RECORDED DATA —
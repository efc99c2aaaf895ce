//! Lifting raw values into presence tracking by their zero value.

use std::collections::{BTreeMap, HashMap};

use crate::tristate::Tristate;

/// A payload that can tell whether it holds its type's zero value, and
/// optionally whether it represents an explicit "none".
pub trait Zeroable {
    fn is_zero(&self) -> bool;
    /// Defaults to `false`: most types have no notion of an explicit none.
    fn is_none(&self) -> bool {
        false
    }
}

impl<T> Tristate<T> {
    /// `Unset` when `value` is its type's zero value, `Present` otherwise.
    ///
    /// ```
    /// use tristate::Tristate;
    /// assert!(Tristate::from_zeroable(0).is_unset());
    /// assert_eq!(Tristate::from_zeroable("x"), Tristate::present("x"));
    /// ```
    pub fn from_zeroable(value: T) -> Self
    where
        T: Zeroable,
    {
        if value.is_zero() {
            Tristate::Unset
        } else {
            Tristate::Present(value)
        }
    }
    /// Like [`Tristate::from_zeroable`], but a value reporting itself as
    /// none becomes `Absent`. The none check wins over the zero check.
    pub fn from_nullable(value: T) -> Self
    where
        T: Zeroable,
    {
        if value.is_none() {
            Tristate::Absent
        } else {
            Tristate::from_zeroable(value)
        }
    }
}

macro_rules! zeroable_numbers {
    ($($ty:ty),+ $(,)?) => {
        $(
            impl Zeroable for $ty {
                fn is_zero(&self) -> bool {
                    *self == 0 as $ty
                }
            }
        )+
    };
}

zeroable_numbers!(i8, i16, i32, i64, i128, isize, u8, u16, u32, u64, u128, usize, f32, f64);

impl Zeroable for bool {
    fn is_zero(&self) -> bool {
        !*self
    }
}
impl Zeroable for char {
    fn is_zero(&self) -> bool {
        *self == '\0'
    }
}
impl Zeroable for str {
    fn is_zero(&self) -> bool {
        self.is_empty()
    }
}
impl Zeroable for String {
    fn is_zero(&self) -> bool {
        self.is_empty()
    }
}
impl<T> Zeroable for Vec<T> {
    fn is_zero(&self) -> bool {
        self.is_empty()
    }
}
impl<K, V, S> Zeroable for HashMap<K, V, S> {
    fn is_zero(&self) -> bool {
        self.is_empty()
    }
}
impl<K, V> Zeroable for BTreeMap<K, V> {
    fn is_zero(&self) -> bool {
        self.is_empty()
    }
}
impl Zeroable for chrono::Duration {
    fn is_zero(&self) -> bool {
        chrono::Duration::is_zero(self)
    }
}
impl<T: Zeroable + ?Sized> Zeroable for &T {
    fn is_zero(&self) -> bool {
        (**self).is_zero()
    }
    fn is_none(&self) -> bool {
        (**self).is_none()
    }
}
impl<T: Zeroable + ?Sized> Zeroable for Box<T> {
    fn is_zero(&self) -> bool {
        (**self).is_zero()
    }
    fn is_none(&self) -> bool {
        (**self).is_none()
    }
}
// A missing Option plays the role of a nil pointer: both zero and none.
impl<T> Zeroable for Option<T> {
    fn is_zero(&self) -> bool {
        Option::is_none(self)
    }
    fn is_none(&self) -> bool {
        Option::is_none(self)
    }
}
impl<T> Zeroable for Tristate<T> {
    fn is_zero(&self) -> bool {
        self.is_unset()
    }
    fn is_none(&self) -> bool {
        self.is_absent()
    }
}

REQUIRED ACTION — Across the listing, tally every line that includes the word "Duration" and supply the total alone.

WRITTEN ANSWER — 2